Para isso é preciso investir, com cerca de oito a 10 milhões previstos para serem gastos no Boutique Wine Hotel, mas também na adega — cuja aquisição de vinhas velhas já obrigou à sua ampliação — e no restaurante que contará com a consultoria do chef alentejano José Júlio Vintém, com produtos locais vindos da horta e do pomar do Paral e, no topo, um sky bar. Mas dificilmente a dedicação à região ficar-se-á por aqui: certo que a construção do hotel está em primeiro lugar, explica o empresário ao Observador, mas novos investimentos podem surgir na calha, tal como um restaurante em Beja. “Talvez, porque não?”, responde Dieter. Mais certo é surgir na “pitoresca” Vila de Frades porque, diz, “é sempre melhor ajudar uma pequena vila a ser mais importante no futuro, com mais turistas a chegar”.
“Não há limite, não temos orçamento”, garante, no que a novas e “boas” ideias diz respeito. Até agora, o projeto já resultou na criação de 20 postos de trabalho e outros 30 são esperados assim que a unidade hoteleira abrir as portas, embora contratar pessoas na região não seja “assim tão fácil”. “O Alentejo precisa de mais infraestruturas.” Ainda no domínio das ideias está a ambição de fazer voos a partir da região com destino ao Douro, Andaluzia ou Marrocos. Aviões até oito lugares já os tem. Pilotos também.
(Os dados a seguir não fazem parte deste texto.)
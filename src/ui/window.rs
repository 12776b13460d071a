//! Main window for the kTBS launcher
//!
//! One window, one webview: the bundled launcher page is loaded with the
//! optional route fragment, and the WebKit signals are wired for credential
//! injection and for relaying the kTBS URL into the page.

use std::path::PathBuf;
use std::rc::Rc;

use gtk4::prelude::*;
use gtk4::{self as gtk, glib, Application, Box as GtkBox, Orientation};
use libadwaita::{self as adw, prelude::*};
use webkit6::prelude::*;
use webkit6::{AuthenticationRequest, Credential, CredentialPersistence, LoadEvent, WebView};

use crate::context::AppContext;
use crate::ui::dialogs::show_credentials_error;

/// Default window geometry, matching the launcher's historical size.
const DEFAULT_WIDTH: i32 = 1600;
const DEFAULT_HEIGHT: i32 = 1200;

/// Builds the main window, or re-presents the existing one when the
/// application is activated while a window is already open.
pub fn build_ui(app: &Application, context: &Rc<AppContext>) {
    // Initialize libadwaita
    adw::init().expect("Failed to initialize libadwaita");

    if let Some(window) = context.window.borrow().as_ref() {
        window.present();
        return;
    }
    create_main_window(app, context);
}

/// Creates the main application window around a single webview.
fn create_main_window(app: &Application, context: &Rc<AppContext>) {
    let window = adw::ApplicationWindow::builder()
        .application(app)
        .title("kTBS Launcher")
        .default_width(DEFAULT_WIDTH)
        .default_height(DEFAULT_HEIGHT)
        .build();

    let content_box = GtkBox::new(Orientation::Vertical, 0);

    let header_bar = adw::HeaderBar::new();
    content_box.append(&header_bar);

    let webview = WebView::new();
    webview.set_hexpand(true);
    webview.set_vexpand(true);

    if context.config.debug {
        if let Some(settings) = WebViewExt::settings(&webview) {
            settings.set_enable_developer_extras(true);
        }
    }

    // Relay the kTBS URL into the page on every finished (re)load.
    let context_clone = Rc::clone(context);
    webview.connect_load_changed(move |webview, event| {
        if event == LoadEvent::Finished {
            notify_page(webview, &context_clone.config.ktbs_url);
        }
    });

    // Answer the HTTP auth challenge ourselves; returning true suppresses
    // WebKit's own credential prompt.
    let context_clone2 = Rc::clone(context);
    let window_clone = window.clone();
    webview.connect_authenticate(move |_, request| {
        handle_authenticate(&context_clone2, &window_clone, request);
        true
    });

    let uri = launcher_page_uri(context.config.route.as_deref());
    log::info!("loading launcher page {uri}");
    webview.load_uri(&uri);

    content_box.append(&webview);
    window.set_content(Some(&content_box));
    window.present();

    if context.config.debug {
        if let Some(inspector) = webview.inspector() {
            inspector.show();
        }
    }

    // Dropped again on close-request so a later activation rebuilds it.
    let context_clone3 = Rc::clone(context);
    window.connect_close_request(move |_| {
        context_clone3.window.replace(None);
        glib::Propagation::Proceed
    });

    context.window.replace(Some(window));
}

/// Supplies the stored credentials to an authentication challenge, or
/// reports the failure and closes the window when none are left.
fn handle_authenticate(
    context: &Rc<AppContext>,
    window: &adw::ApplicationWindow,
    request: &AuthenticationRequest,
) {
    match context.take_credentials() {
        Some((username, password)) => {
            log::info!("answering authentication challenge from command-line credentials");
            let credential = Credential::new(&username, &password, CredentialPersistence::ForSession);
            request.authenticate(Some(&credential));
        }
        None => {
            log::warn!("authentication challenge with no usable credentials");
            request.cancel();
            let window_clone = window.clone();
            show_credentials_error(window, move || {
                window_clone.close();
            });
        }
    }
}

/// Sends the configured URL into the page as a one-way `ktbs` event.
fn notify_page(webview: &WebView, ktbs_url: &str) {
    let script = format!(
        "window.dispatchEvent(new CustomEvent('ktbs', {{detail: {}}}));",
        js_string_literal(ktbs_url)
    );
    webview.evaluate_javascript(
        &script,
        None,
        None,
        None::<&gtk::gio::Cancellable>,
        |result| {
            if let Err(err) = result {
                log::warn!("failed to deliver the ktbs notification to the page: {err}");
            }
        },
    );
}

/// Locates the launcher page: next to the executable in an installed
/// layout, falling back to the in-repo `data/` directory for `cargo run`.
fn launcher_page_path() -> PathBuf {
    if let Ok(exe) = std::env::current_exe() {
        if let Some(dir) = exe.parent() {
            let bundled = dir.join("index.html");
            if bundled.exists() {
                return bundled;
            }
        }
    }
    PathBuf::from(env!("CARGO_MANIFEST_DIR"))
        .join("data")
        .join("index.html")
}

/// Builds the `file://` URI for the launcher page, with the route appended
/// as a fragment for client-side navigation.
fn launcher_page_uri(route: Option<&str>) -> String {
    let path = launcher_page_path();
    let mut uri = match glib::filename_to_uri(&path, None) {
        Ok(uri) => uri.to_string(),
        Err(err) => {
            log::warn!("could not convert {} to a URI: {err}", path.display());
            format!("file://{}", path.display())
        }
    };
    if let Some(route) = route {
        uri.push('#');
        uri.push_str(route);
    }
    uri
}

/// Quotes a string as a JavaScript literal.
fn js_string_literal(value: &str) -> String {
    let mut out = String::with_capacity(value.len() + 2);
    out.push('"');
    for ch in value.chars() {
        match ch {
            '"' => out.push_str("\\\""),
            '\\' => out.push_str("\\\\"),
            '\n' => out.push_str("\\n"),
            '\r' => out.push_str("\\r"),
            // Line separators are valid in JSON but not in JS source.
            '\u{2028}' => out.push_str("\\u2028"),
            '\u{2029}' => out.push_str("\\u2029"),
            _ => out.push(ch),
        }
    }
    out.push('"');
    out
}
Como “aproveitar a carga histórica” das vinhas velhas
A ideia de investir em vinhas velhas foi do filho de Dieter, tanto que dos 26 hectares de vinhas de sequeiro, sem processo de condução e com mais de 60 anos da Vidigueira, 12 pertencem atualmente à Quinta do Paral. Segundo o enólogo da casa Luís Morgado Leão, que presta também consultoria na Adega Cooperativa da Vidigueira, a aquisição reflete “uma grande aposta” naquilo que é considerado património da região que, ainda assim, não tem grande tradição nesse sentido. “No passado, as vinhas velhas foram arrancadas porque para vinhos de preços normais são inviáveis economicamente. Por isso é que se plantaram novas vinhas. A nossa aposta foi aproveitar a carga histórica”. De tão dispersas que estavam, as videiras sexagenárias foram compradas a cerca de 10 proprietários, com algumas a materializarem-se apenas em “quatro ou cinco carreiras”.
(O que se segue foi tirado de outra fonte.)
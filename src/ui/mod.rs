//! UI module for the kTBS launcher
//!
//! Window construction and dialogs, organized into submodules.

pub mod dialogs;
pub mod window;

pub use window::build_ui;
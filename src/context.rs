//! Process-wide launcher state
//!
//! One [`AppContext`] is built from the parsed command line and shared as
//! `Rc<AppContext>` by every GTK signal handler. The window reference and
//! the credential state live here instead of in module-level globals.

use std::cell::RefCell;

use libadwaita as adw;

use crate::args::Config;

/// Login credentials for the remote kTBS, usable exactly once.
#[derive(Debug, Clone, PartialEq, Eq)]
pub enum Credentials {
    /// No usable credentials were supplied on the command line.
    Absent,
    Available { username: String, password: String },
    /// Already injected into an authentication challenge; never replayed.
    Consumed,
}

impl Credentials {
    /// Builds the initial state. Credentials are usable only when a
    /// username and a non-empty password were both supplied.
    fn new(username: Option<String>, password: Option<String>) -> Self {
        match (username, password) {
            (Some(username), Some(password)) if !password.is_empty() => {
                Self::Available { username, password }
            }
            _ => Self::Absent,
        }
    }

    /// One-shot `Available -> Consumed` transition. Any other state is left
    /// untouched and yields `None`.
    pub fn take(&mut self) -> Option<(String, String)> {
        match std::mem::replace(self, Self::Consumed) {
            Self::Available { username, password } => Some((username, password)),
            other => {
                *self = other;
                None
            }
        }
    }
}

/// Launcher state shared by all event handlers for the process lifetime.
pub struct AppContext {
    pub config: Config,
    pub credentials: RefCell<Credentials>,
    /// The single main window, if one is currently open.
    pub window: RefCell<Option<adw::ApplicationWindow>>,
}

impl AppContext {
    /// Moves the password out of the parsed options into the credential
    /// state, so the long-lived configuration record no longer carries it.
    pub fn new(mut config: Config) -> Self {
        let credentials = Credentials::new(config.username.clone(), config.password.take());
        Self {
            config,
            credentials: RefCell::new(credentials),
            window: RefCell::new(None),
        }
    }

    /// Consumes the stored credentials, if still available.
    pub fn take_credentials(&self) -> Option<(String, String)> {
        self.credentials.borrow_mut().take()
    }
}
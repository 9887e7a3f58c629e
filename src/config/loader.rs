//! Configuration loading functionality.
//!
//! This module provides the [`ConfigLoader`] type for loading planner
//! configuration from YAML files.

use std::fs;
use std::path::Path;

use crate::error::{EngineError, EngineResult};

use super::types::{
    ClosuresConfig, PlannerConfig, PlannerSettings, SchedulingPolicy, ServerSettings,
    ServiceMetadata,
};

/// Loads and provides access to planner configuration.
///
/// # Directory Structure
///
/// ```text
/// config/default/
/// ├── planner.yaml   # Service, scheduling policy and server settings
/// └── closures.yaml  # Venue closures
/// ```
///
/// # Example
///
/// ```no_run
/// use shift_planner::config::ConfigLoader;
///
/// let loader = ConfigLoader::load("./config/default").unwrap();
/// println!("Listening on {}", loader.server().bind_address);
/// ```
#[derive(Debug, Clone)]
pub struct ConfigLoader {
    config: PlannerConfig,
}

impl ConfigLoader {
    /// Loads configuration from the specified directory.
    ///
    /// Returns an error if either file is missing or contains invalid YAML.
    pub fn load<P: AsRef<Path>>(path: P) -> EngineResult<Self> {
        let path = path.as_ref();

        let settings = Self::load_yaml::<PlannerSettings>(&path.join("planner.yaml"))?;
        let closures = Self::load_yaml::<ClosuresConfig>(&path.join("closures.yaml"))?;

        Ok(Self {
            config: PlannerConfig::new(settings, closures.closures),
        })
    }

    /// Loads and parses a YAML file.
    fn load_yaml<T: serde::de::DeserializeOwned>(path: &Path) -> EngineResult<T> {
        let path_str = path.display().to_string();

        let content = fs::read_to_string(path).map_err(|_| EngineError::ConfigNotFound {
            path: path_str.clone(),
        })?;

        serde_yaml::from_str(&content).map_err(|e| EngineError::ConfigParseError {
            path: path_str,
            message: e.to_string(),
        })
    }

    /// Returns the underlying planner configuration.
    pub fn config(&self) -> &PlannerConfig {
        &self.config
    }

    /// Returns the service metadata.
    pub fn service(&self) -> &ServiceMetadata {
        self.config.service()
    }

    /// Returns the scheduling policy.
    pub fn scheduling(&self) -> &SchedulingPolicy {
        self.config.scheduling()
    }

    /// Returns the server settings.
    pub fn server(&self) -> &ServerSettings {
        self.config.server()
    }
}

#[cfg(test)]
mod tests {
    use super::*;
    use crate::config::DEFAULT_MAX_SPAN_DAYS;
    use crate::models::ConflictMode;
    use chrono::NaiveDate;
    use std::path::PathBuf;

    fn config_path() -> &'static str {
        "./config/default"
    }

    fn scratch_dir(name: &str) -> PathBuf {
        let dir = std::env::temp_dir().join(format!("shift-planner-{}-{}", name, uuid::Uuid::new_v4()));
        fs::create_dir_all(&dir).unwrap();
        dir
    }

    #[test]
    fn test_load_valid_configuration() {
        let result = ConfigLoader::load(config_path());
        assert!(result.is_ok(), "Failed to load config: {:?}", result.err());

        let loader = result.unwrap();
        assert_eq!(loader.service().name, "shift-planner");
        assert_eq!(loader.server().bind_address, "0.0.0.0:8080");
    }

    #[test]
    fn test_scheduling_policy_loaded() {
        let loader = ConfigLoader::load(config_path()).unwrap();
        assert_eq!(loader.scheduling().max_span_days, Some(366));
        assert_eq!(loader.scheduling().default_conflict_mode, ConflictMode::Skip);
    }

    #[test]
    fn test_closures_loaded() {
        let loader = ConfigLoader::load(config_path()).unwrap();
        let closures = loader.config().closures();

        assert!(closures.iter().any(|c| c.venue_id == "venue_city"
            && c.recurs_annually
            && c.start_date == NaiveDate::from_ymd_opt(2024, 12, 25).unwrap()));
        assert!(closures.iter().any(|c| c.venue_id == "venue_harbour"
            && c.end_date == NaiveDate::from_ymd_opt(2025, 3, 14)));
    }

    #[test]
    fn test_load_missing_directory_returns_error() {
        let result = ConfigLoader::load("/nonexistent/path");

        match result {
            Err(EngineError::ConfigNotFound { path }) => {
                assert!(path.contains("planner.yaml"));
            }
            other => panic!("Expected ConfigNotFound error, got {:?}", other),
        }
    }

    #[test]
    fn test_missing_closures_file_returns_error() {
        let dir = scratch_dir("missing-closures");
        fs::write(
            dir.join("planner.yaml"),
            "service:\n  name: test\nserver:\n  bind_address: 127.0.0.1:0\n",
        )
        .unwrap();

        match ConfigLoader::load(&dir) {
            Err(EngineError::ConfigNotFound { path }) => assert!(path.contains("closures.yaml")),
            other => panic!("Expected ConfigNotFound error, got {:?}", other),
        }
        fs::remove_dir_all(dir).unwrap();
    }

    #[test]
    fn test_invalid_yaml_returns_parse_error() {
        let dir = scratch_dir("bad-yaml");
        fs::write(dir.join("planner.yaml"), "service: [unterminated\n").unwrap();
        fs::write(dir.join("closures.yaml"), "closures: []\n").unwrap();

        match ConfigLoader::load(&dir) {
            Err(EngineError::ConfigParseError { path, .. }) => {
                assert!(path.contains("planner.yaml"))
            }
            other => panic!("Expected ConfigParseError, got {:?}", other),
        }
        fs::remove_dir_all(dir).unwrap();
    }

    #[test]
    fn test_scheduling_section_is_optional() {
        let dir = scratch_dir("no-scheduling");
        fs::write(
            dir.join("planner.yaml"),
            "service:\n  name: test\nserver:\n  bind_address: 127.0.0.1:0\n",
        )
        .unwrap();
        fs::write(dir.join("closures.yaml"), "closures: []\n").unwrap();

        let loader = ConfigLoader::load(&dir).unwrap();
        assert_eq!(loader.scheduling(), &SchedulingPolicy::default());
        assert_eq!(loader.scheduling().max_span_days, Some(DEFAULT_MAX_SPAN_DAYS));
        assert_eq!(loader.service().environment, "local");
        fs::remove_dir_all(dir).unwrap();
    }

    #[test]
    fn test_null_span_limit_disables_ceiling() {
        let dir = scratch_dir("unbounded");
        fs::write(
            dir.join("planner.yaml"),
            "service:\n  name: test\nscheduling:\n  max_span_days: null\nserver:\n  bind_address: 127.0.0.1:0\n",
        )
        .unwrap();
        fs::write(dir.join("closures.yaml"), "closures: []\n").unwrap();

        let loader = ConfigLoader::load(&dir).unwrap();
        assert_eq!(loader.scheduling().max_span_days, None);
        fs::remove_dir_all(dir).unwrap();
    }
}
Vai daí que os topos de gama branco e tinto da casa — ambos “Vinhas Velha” — tenham, na sua essência, Antão Vaz e Perrum e Aragonez e Tinta Grossa, respetivamente. Já os “Reserva” assumem um perfil propositadamente internacional: Chardonnay e Sauvignon Blanc no branco e Alicante Bouschet, Cabernet Sauvignon, Malbec e Marselan no tinto. Na vinha com mais de 10 anos que já existia na quinta foram encontradas “castas estranhas”, incluindo a branca Vermentino, que é utilizadas nos “Colheita” e nos “Colheita Selecionada”. “O target do projeto é ser metade para o mercado nacional e metade lá para fora”, assegura o enólogo. Em 2020, apesar da pandemia, a produtora vidigueirense registou um crescimento de cerca de 30% e alcançou novos mercados — Brasil e Países Baixos —, sendo que os principais são Portugal e Alemanha.
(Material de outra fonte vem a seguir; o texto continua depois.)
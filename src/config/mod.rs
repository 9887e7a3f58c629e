//! Configuration loading and management for the Shift Planner.
//!
//! This module provides functionality to load planner configuration from
//! YAML files, including the scheduling policy, server settings and venue
//! closures.
//!
//! # Example
//!
//! ```no_run
//! use shift_planner::config::ConfigLoader;
//!
//! let config = ConfigLoader::load("./config/default").unwrap();
//! println!("Max span: {:?}", config.scheduling().max_span_days);
//! ```

mod loader;
mod types;

pub use loader::ConfigLoader;
pub use types::{
    ClosuresConfig, DEFAULT_MAX_SPAN_DAYS, PlannerConfig, PlannerSettings, SchedulingPolicy, ServerSettings,
    ServiceMetadata,
};
//! Request types for the Shift Planner API.
//!
//! This module defines the JSON request and query structures for the
//! pattern and shift endpoints.

use chrono::NaiveDate;
use serde::{Deserialize, Serialize};

use crate::models::{ConflictMode, ShiftPattern, TimeOfDay};
use crate::scheduling::PlanRequest;

/// A weekly shift pattern as submitted from the scheduling form.
///
/// `days` may be omitted when nothing is ticked; validation then reports
/// the missing selection instead of the request failing to parse.
#[derive(Debug, Clone, Serialize, Deserialize)]
pub struct PatternRequest {
    /// Selected weekdays, 0 = Sunday through 6 = Saturday.
    #[serde(default)]
    pub days: Vec<i32>,
    /// Shift start time (`HH:MM`).
    pub start_time: TimeOfDay,
    /// Shift end time (`HH:MM`).
    pub end_time: TimeOfDay,
    /// First date of the pattern (`YYYY-MM-DD`, inclusive).
    pub start_date: NaiveDate,
    /// Last date of the pattern (`YYYY-MM-DD`, inclusive).
    pub end_date: NaiveDate,
}

/// Request body for the `/patterns/preview` and `/patterns/apply` endpoints.
#[derive(Debug, Clone, Serialize, Deserialize)]
pub struct ShiftPlanRequest {
    /// The team member the shifts are for.
    pub team_member_id: String,
    /// The venue the shifts are at.
    pub venue_id: String,
    /// The weekly pattern to expand.
    pub pattern: PatternRequest,
    /// Conflict policy; the configured default applies when absent.
    #[serde(default)]
    pub conflict_mode: Option<ConflictMode>,
}

/// Query string for `/venues/{venue_id}/closed-dates`.
#[derive(Debug, Clone, Serialize, Deserialize)]
pub struct ClosedDatesQuery {
    /// First date to report (inclusive).
    pub from: NaiveDate,
    /// Last date to report (inclusive).
    pub to: NaiveDate,
}

impl From<PatternRequest> for ShiftPattern {
    fn from(req: PatternRequest) -> Self {
        ShiftPattern {
            days: req.days,
            start_time: req.start_time,
            end_time: req.end_time,
            start_date: req.start_date,
            end_date: req.end_date,
        }
    }
}

impl From<ShiftPlanRequest> for PlanRequest {
    fn from(req: ShiftPlanRequest) -> Self {
        PlanRequest {
            team_member_id: req.team_member_id,
            venue_id: req.venue_id,
            pattern: req.pattern.into(),
            conflict_mode: req.conflict_mode,
        }
    }
}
Da Comporta a Melides, o presente e o futuro do novo paraíso português
Dieter, que se considera um amante de vinhos, admite que ficou surpreendido com a qualidade que encontrou na região: “Nunca esperei beber um bom vinho branco no Alentejo”. E sobre os rótulos que nascem na propriedade que comprou, cujas origens remontam ao arranque do século XVIII, diz estar convencido que os seus vinhos são “diferentes dos outros”. “Estou muito contente.” O povo “muito legal” e o “Portugal puro” do Alentejo contribuem para o entusiasmo que tem até seduzido outros empresários ligados ao mundo da moda. Exemplo disso é a aposta do designer Christian Louboutin cujo hotel de charme já está a ser construído em Melides. E será que já provou os vinhos da Quinta do Paral? “Ainda não há relação”, diz Dieter. Questionado sobre se gostaria que houvesse, solta mais um “porque não?”.